The JG unconformably overlies the Proterozoic basement and erosional remnants of pre-rift sedimentary rocks of Paleozoic and Mesozoic ages and is generally tilted ∼30° towards the Red Sea due to the presence of numerous steep and low-dipping antithetic normal faults (Voggenreiter et al. 1988; Bohannon 1989; Fedorik et al. 2023). This group is overlain in the Red Sea basin by Miocene and younger sedimentary rocks, which include conglomerates, sandstones, shales, anhydrite and the mid-Miocene salt (Gillman 1968; Hughes and Johnson 2005). According to the structural model proposed by Fedorik et al. (2023), the JG fills a set of half-graben bounded from the west by antithetic normal faults with fault activity migration towards the Red Sea. These half-graben are progressively tilted due to the accumulation of younger layers of the JG and the progressive migration of faulting towards the continent–ocean boundary (Delaunay et al. 2023).

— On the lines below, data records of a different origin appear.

//! Engine configuration: board size and move-ranking weights

use std::path::Path;

use anyhow::Context;
use serde::{Deserialize, Serialize};

use crate::coord::MAX_BOARD_SIZE;
use crate::error::HexError;
use crate::search::Link;

/// Board size used when none is given
pub const DEFAULT_BOARD_SIZE: u8 = 10;

/// Weights used to rank candidate cells taken from the connection paths.
///
/// Any values passing [`Weights::validate`] keep the ordering the ranking
/// depends on: a cell on our own path always outranks a cell that only lies
/// on the opponent's path.
#[derive(Clone, Debug, PartialEq, Serialize, Deserialize)]
#[serde(default)]
pub struct Weights {
    /// Empty cell entered from a direct neighbour
    pub empty_step: f32,
    /// Empty cell entered across a two-bridge
    pub bridge_destination: f32,
    /// Multiplier applied to weights taken from the opponent's path
    pub defense_scale: f32,
}

impl Default for Weights {
    fn default() -> Self {
        Self {
            empty_step: 3.0,
            bridge_destination: 5.0,
            defense_scale: 0.5,
        }
    }
}

impl Weights {
    /// Weight of an empty cell reached through `link`
    pub fn for_link(&self, link: Link) -> f32 {
        match link {
            Link::Start => 0.0,
            Link::Neighbour => self.empty_step,
            Link::Bridge => self.bridge_destination,
        }
    }

    pub fn validate(&self) -> Result<(), HexError> {
        let own = [self.empty_step, self.bridge_destination];
        if own.iter().any(|w| !w.is_finite() || *w <= 0.0) {
            return Err(HexError::InvalidWeights(
                "path weights must be positive".to_string(),
            ));
        }
        if !(0.0..1.0).contains(&self.defense_scale) {
            return Err(HexError::InvalidWeights(format!(
                "defense_scale must be in [0, 1), got {}",
                self.defense_scale
            )));
        }
        let strongest = self.empty_step.max(self.bridge_destination);
        let weakest = self.empty_step.min(self.bridge_destination);
        if self.defense_scale * strongest >= weakest {
            return Err(HexError::InvalidWeights(format!(
                "defense_scale {} lets opponent-only cells outrank our own path",
                self.defense_scale
            )));
        }
        Ok(())
    }
}

/// Engine configuration
#[derive(Clone, Debug, PartialEq, Serialize, Deserialize)]
#[serde(default)]
pub struct EngineConfig {
    pub board_size: u8,
    pub weights: Weights,
}

impl Default for EngineConfig {
    fn default() -> Self {
        Self {
            board_size: DEFAULT_BOARD_SIZE,
            weights: Weights::default(),
        }
    }
}

impl EngineConfig {
    pub fn with_board_size(mut self, board_size: u8) -> Self {
        self.board_size = board_size;
        self
    }

    pub fn with_weights(mut self, weights: Weights) -> Self {
        self.weights = weights;
        self
    }

    pub fn validate(&self) -> Result<(), HexError> {
        if self.board_size == 0 || self.board_size > MAX_BOARD_SIZE {
            return Err(HexError::InvalidBoardSize {
                size: self.board_size,
                max: MAX_BOARD_SIZE,
            });
        }
        self.weights.validate()
    }

    /// Load from a JSON file; missing fields take their defaults
    pub fn load(path: &Path) -> anyhow::Result<Self> {
        let content = std::fs::read_to_string(path)
            .with_context(|| format!("Failed to read config: {}", path.display()))?;
        let config: EngineConfig = serde_json::from_str(&content)
            .with_context(|| format!("Failed to parse config: {}", path.display()))?;
        config.validate()?;
        Ok(config)
    }
}

#[cfg(test)]
mod tests {
    use super::*;

    #[test]
    fn test_default_weights_valid() {
        let w = Weights::default();
        assert!(w.validate().is_ok());
        assert!(w.bridge_destination > w.empty_step);
        assert!(w.defense_scale * w.bridge_destination < w.empty_step);
    }

    #[test]
    fn test_rejects_defense_outranking_offense() {
        let w = Weights {
            defense_scale: 0.9,
            ..Weights::default()
        };
        assert!(matches!(w.validate(), Err(HexError::InvalidWeights(_))));

        let w = Weights {
            empty_step: 0.0,
            ..Weights::default()
        };
        assert!(w.validate().is_err());
    }

    #[test]
    fn test_partial_json_uses_defaults() {
        let config: EngineConfig =
            serde_json::from_str(r#"{"weights": {"defense_scale": 0.25}}"#).unwrap();
        assert_eq!(config.board_size, DEFAULT_BOARD_SIZE);
        assert_eq!(config.weights.defense_scale, 0.25);
        assert_eq!(config.weights.empty_step, 3.0);
        assert!(config.validate().is_ok());
    }

    #[test]
    fn test_load_from_file() {
        let path = std::env::temp_dir().join(format!("hexbridge-config-{}.json", std::process::id()));
        std::fs::write(&path, r#"{"board_size": 7}"#).unwrap();
        let config = EngineConfig::load(&path).unwrap();
        assert_eq!(config.board_size, 7);
        std::fs::remove_file(&path).unwrap();

        assert!(EngineConfig::load(&path).is_err());
    }

    #[test]
    fn test_load_rejects_bad_size() {
        let path = std::env::temp_dir().join(format!("hexbridge-bad-{}.json", std::process::id()));
        std::fs::write(&path, r#"{"board_size": 40}"#).unwrap();
        assert!(EngineConfig::load(&path).is_err());
        std::fs::remove_file(&path).unwrap();
    }
}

A few studies have investigated the fault and fracture network of the different lithologies in the Jizan area (i.e. Arrofi and Abu-Mahfouz 2023; Fedorik et al. 2023). These show that the dominant fault and fracture set in the area strikes from 140° to 160°N, which is approximately sub-parallel to the Red Sea axis. The outcrop fracture analysis of Fedorik et al. (2023) (Fig. 1b) shows that this set is composed of normal faults and mode-I fractures approximately parallel to the maximum principal horizontal stress (SHmax). These are often accompanied by a conjugate fracture set, composed of NNW–SSE- and WNW–ESE-striking shear fractures. These fractures can be the result of the magmatic loading and migration of faults towards the Red Sea that bends the juxtaposed layers. An additional but minor joint set, striking orthogonal to the Red Sea, was observed only inside large dykes (Fedorik et al. 2023) and may be due to shrinkage cooling (columnar jointing).
Methodology
As part of the pilot test, five vertical wells from 120 to 1001 m deep were drilled on a site located to the north of the Jizan Refinery and Power Plant (Fig. 2).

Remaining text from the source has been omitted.